Hay que hablar del tema en el sistema educativo, en los medios de comunicación. Como pasa con el cáncer, otro motivo de angustia de nuestra sociedad, el suicidio debe dejar de ser un tabú para ser colocado a la luz pública: advirtiendo lo que implica y empezando por reconocer que no es una decisión que se toma libremente, porque parte de una depresión, o sea de una enfermedad, de un estado no consciente de la persona. Así, la decisión de suicidarse no es un acto volitivo pleno, sino que está condicionado por causas que encadenan al sujeto, privándole del ejercicio de su libertad de elección.

Es como aquella opción trágica que vivían las víctimas del atentado contra las torres gemelas en 2001: arrinconados entre las llamas, no les quedaba otra escapatoria que arrojarse por la ventana. El suicida siente lo mismo: elige la única vía de escape que encuentra ante la hostilidad o indiferencia de su entorno. Y lo que el Estado debe hacer es justamente combatir esa hostilidad y esa indiferencia: apagar esos fuegos.

Ese incendio puede tener distintas causas. Es cierto que los problemas económicos suelen tener que ver con la decisión de suicidarse, pero hay que ver que el índice actual de autoeliminaciones en Uruguay supera al del año 2002, el de la crisis, y duplica al de la media internacional. Los expertos apuntan a asociar esta tragedia a disfunciones sociales, como el bullying escolar o el mobbing laboral, formas de acoso y hostigamiento que los grupos imponen sobre el diferente, excluyéndolo en forma violenta. Entramados de cobardía y manipulación que se solazan en agredir a víctimas inocentes, para empujarlas a la depresión y el desamparo.

Nuevamente, las causas del deterioro de la convivencia no están en el desempeño económico de la sociedad sino en su decadencia cultural.

El egoísmo, la falta de valores, el descaecimiento de la tolerancia y el espíritu solidario. En suma, una extinción de la espiritualidad, que no tiene nada que ver con el desapego religioso, sino con una actitud ante la vida, en la que deberían primar los valores éticos por sobre las conquistas materiales.

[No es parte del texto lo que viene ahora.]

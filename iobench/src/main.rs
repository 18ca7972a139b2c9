use chrono::Utc;
use clap::Parser;
use iobench::format_failure;
use iobench::format_report;
use iobench::BenchmarkResults;
use iobench::Config;
use iobench::PatternResult;
use libiobench::ctx::Ctx;
use libiobench::pattern::run_pattern;
use libiobench::runtime::LocalTeam;
use libiobench::runtime::ParallelRuntime;
use std::fs;
use std::path::PathBuf;
use std::sync::Arc;
use tracing::info;
use tracing::warn;

#[derive(Debug, Parser)]
#[command(author, version, about)]
struct Cli {
  /// Path to the YAML configuration file.
  config: PathBuf,

  /// Number of workers (overrides config). Defaults to 4.
  #[arg(long)]
  world_size: Option<usize>,

  /// Trials per pattern (overrides config). Defaults to 5.
  #[arg(long)]
  repeat: Option<u64>,

  /// Write the results as JSON to this path.
  #[arg(long)]
  output: Option<PathBuf>,
}

#[tokio::main]
async fn main() {
  tracing_subscriber::fmt::init();

  let cli = Cli::parse();

  let cfg = Config::from_yaml(&fs::read_to_string(&cli.config).expect("read config file"))
    .expect("parse config file");
  let world_size = cli.world_size.or(cfg.world_size).unwrap_or(4);
  let repeat = cli.repeat.or(cfg.repeat).unwrap_or(5);

  let backend = cfg.build_backend().expect("invalid configuration");
  let bench_cfg = Arc::new(
    cfg
      .to_bench_cfg(backend.limits(), repeat, world_size)
      .expect("invalid configuration"),
  );
  let patterns = Arc::new(cfg.patterns.clone());
  info!(
    backend = backend.name(),
    world_size,
    repeat,
    patterns = patterns.len(),
    "starting benchmarks"
  );

  let started = Utc::now();
  let mut per_rank = LocalTeam::run(world_size, |rt| {
    let backend = backend.clone();
    let bench_cfg = bench_cfg.clone();
    let patterns = patterns.clone();
    async move {
      let ctx = Ctx::new(&rt, backend.as_ref(), &bench_cfg);
      let mut results = Vec::new();
      for &pattern in patterns.iter() {
        let pattern_started = Utc::now();
        let res = run_pattern(ctx, pattern).await;
        match (&res, rt.is_leader()) {
          (Ok(report), true) => println!("{}", format_report(report)),
          (Err(err), true) => println!("{}", format_failure(pattern, err)),
          (Err(err), false) => warn!(rank = rt.rank(), %pattern, error = %err, "pattern failed on worker"),
          (Ok(_), false) => {}
        };
        results.push(PatternResult::new(pattern, pattern_started, res));
      }
      results
    }
  })
  .await;
  // Only the leader's view carries leader-only timings.
  let results = per_rank.swap_remove(0);

  let store_metrics = backend.metrics();
  for (key, value) in &store_metrics {
    info!(key, value, "store metric");
  }

  if let Some(output) = cli.output {
    let results = BenchmarkResults {
      started,
      cfg,
      backend: backend.name().to_string(),
      world_size,
      repeat,
      patterns: results,
      store_metrics: store_metrics
        .into_iter()
        .map(|(k, v)| (k.to_string(), v))
        .collect(),
    };
    let json_output = serde_json::to_string_pretty(&results).expect("failed to serialize results");
    fs::write(&output, json_output).expect("failed to write results file");
    info!(results_file = %output.display(), "results written");
  };
}
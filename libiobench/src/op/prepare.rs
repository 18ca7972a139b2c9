use super::leader_only;
use super::together;
use super::write_sentinel_range;
use super::OpResult;
use crate::ctx::Ctx;
use crate::payload::sentinel_payload;
use crate::runtime::LEADER_RANK;
use iobench_universal_client::CreateFromBytesInput;
use iobench_universal_client::CreateObjectInput;
use iobench_universal_client::ObjectPath;
use std::cmp::min;
use tracing::debug;

pub struct OpPrepareInput {
  /// The leader writes the shared source object.
  pub shared: bool,
  /// Every worker writes its own source object.
  pub per_rank: bool,
  pub own_container: bool,
}

/// Writes `len` bytes of `rank`'s sentinel to `target`, in one call if the backend accepts an object that large.
async fn seed_object(ctx: Ctx<'_>, target: &ObjectPath, rank: usize, len: u64) -> OpResult<()> {
  let limits = ctx.backend.limits();
  if len <= limits.section_limit {
    ctx
      .backend
      .create_from_bytes(CreateFromBytesInput {
        target,
        data: &sentinel_payload(rank, len),
      })
      .await?;
  } else {
    ctx
      .backend
      .create_object(CreateObjectInput { target, size: len })
      .await?;
    let chunk_limit = min(ctx.cfg.fragment_limit, limits.fragment_limit);
    write_sentinel_range(ctx.backend, target, rank, 0, len, chunk_limit).await?;
  };
  debug!(object = %target, rank, len, "seeded source object");
  Ok(())
}

/// Seeds the source objects of the read patterns. Untimed. Returns once every worker's objects exist.
pub(crate) async fn op_prepare(ctx: Ctx<'_>, req: OpPrepareInput) -> OpResult<()> {
  let source = &ctx.cfg.source;
  let size = ctx.cfg.source_size;
  if req.shared {
    leader_only(ctx.rt, || seed_object(ctx, source, LEADER_RANK, size)).await?;
  };
  if req.per_rank {
    let rank = ctx.rank();
    let target = match req.own_container {
      true => source.for_rank_in_own_container(rank),
      false => source.for_rank(rank),
    };
    let res = seed_object(ctx, &target, rank, size).await;
    together(ctx.rt, res).await?;
  };
  Ok(())
}
use crate::metrics::reduce_elapsed;
use crate::metrics::round_to;
use crate::metrics::AggregateResult;
use crate::metrics::MeanAccumulator;
use crate::metrics::TrialAccumulator;
use crate::op::together;
use crate::op::OpError;
use crate::op::OpResult;
use crate::runtime::ParallelRuntime;
use std::future::Future;
use tokio::time::Instant;
use tracing::debug;

#[derive(Clone, Copy, PartialEq, Eq, Debug)]
pub struct TrialCfg {
  pub repeat: u64,
  pub precision: u32,
}

#[derive(Clone, Copy, PartialEq, Debug)]
pub struct TrialsOutcome {
  pub latency: AggregateResult,
  /// Mean time between leaving the first barrier and leaving the second, as seen by this worker.
  pub wall_secs: f64,
  pub trials: u64,
}

/// Runs `fut` and measures how long it took.
pub async fn timed<T>(fut: impl Future<Output = OpResult<T>>) -> OpResult<(T, f64)> {
  let started = Instant::now();
  let out = fut.await?;
  Ok((out, started.elapsed().as_secs_f64()))
}

/// Drives repeated, barrier-delimited trials and folds their reduced timings.
pub struct TrialRunner<'a> {
  rt: &'a dyn ParallelRuntime,
  cfg: TrialCfg,
  latency: TrialAccumulator,
  wall: MeanAccumulator,
}

impl<'a> TrialRunner<'a> {
  pub fn new(rt: &'a dyn ParallelRuntime, cfg: TrialCfg) -> OpResult<Self> {
    if cfg.repeat == 0 {
      return Err(OpError::Configuration("repeat count must be at least 1".into()));
    };
    Ok(Self {
      rt,
      cfg,
      latency: TrialAccumulator::default(),
      wall: MeanAccumulator::default(),
    })
  }

  pub fn cfg(&self) -> TrialCfg {
    self.cfg
  }

  /// One trial: barrier, run `operation` (which yields this worker's elapsed seconds), barrier, then reduce across the team. If any worker's operation failed, every worker returns an error.
  pub async fn trial(&mut self, operation: impl Future<Output = OpResult<f64>>) -> OpResult<AggregateResult> {
    self.rt.barrier().await;
    let window = Instant::now();
    let res = operation.await;
    self.rt.barrier().await;
    let wall_secs = window.elapsed().as_secs_f64();

    let elapsed = together(self.rt, res).await?;
    let stats = reduce_elapsed(self.rt, elapsed, self.cfg.precision).await;
    debug!(
      rank = self.rt.rank(),
      trial = self.latency.trials(),
      elapsed,
      wall_secs,
      max = stats.max,
      min = stats.min,
      avg = stats.avg,
      "trial complete"
    );
    self.latency.push(stats);
    self.wall.push(wall_secs);
    Ok(stats)
  }

  pub fn finish(self) -> OpResult<TrialsOutcome> {
    let precision = self.cfg.precision;
    let (Some(latency), Some(wall_secs)) = (self.latency.finish(precision), self.wall.mean(precision)) else {
      return Err(OpError::Configuration("no trials were run".into()));
    };
    Ok(TrialsOutcome {
      latency,
      wall_secs: round_to(wall_secs, precision),
      trials: self.latency.trials(),
    })
  }
}

/// Runs `cfg.repeat` trials of `operation`; see `TrialRunner::trial`. Every worker returns the same latency statistics.
pub async fn run_trials<F, Fut>(rt: &dyn ParallelRuntime, cfg: TrialCfg, mut operation: F) -> OpResult<TrialsOutcome>
where
  F: FnMut(u64) -> Fut,
  Fut: Future<Output = OpResult<f64>>,
{
  let mut runner = TrialRunner::new(rt, cfg)?;
  for trial in 0..cfg.repeat {
    runner.trial(operation(trial)).await?;
  }
  runner.finish()
}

Otra de las falencias que llevan a elevar el índice de suicidios se da en la manera como la sociedad carga de responsabilidades a algunas personas, reclamándoles un aura de invencibilidad que no se compadece con sus posibilidades. Tal es el caso de muchos médicos, cuyas tasas de suicidios duplican las de personas que ejercen otras profesiones. Y por eso se explica también el problema de adicciones a sustancias, que es otra manera de autoflagelarse. Comprender y aceptar las propias limitaciones también es una forma de honrar la existencia.

Allí es donde la política debe operar con urgencia y precisión.

Allí es donde el Estado tiene que ser un activo defensor del derecho a la vida, promoviendo la prevención y una cultura que celebre la existencia en lugar de rechazarla.

Falta mucho por hacer en Uruguay a este respecto y debemos lamentar que haya quienes lo minimicen, poniendo como excusa que los índices de suicidio son altos, solo porque están bien medidos y registrados.

Los buenos registros no son fines en sí mismos, sino medios para concientizar a la sociedad sobre la gravedad del problema y el imprescindible, urgente diseño de una política pública de prevención.

"Si hay alguien que escucha, no hay suicidio".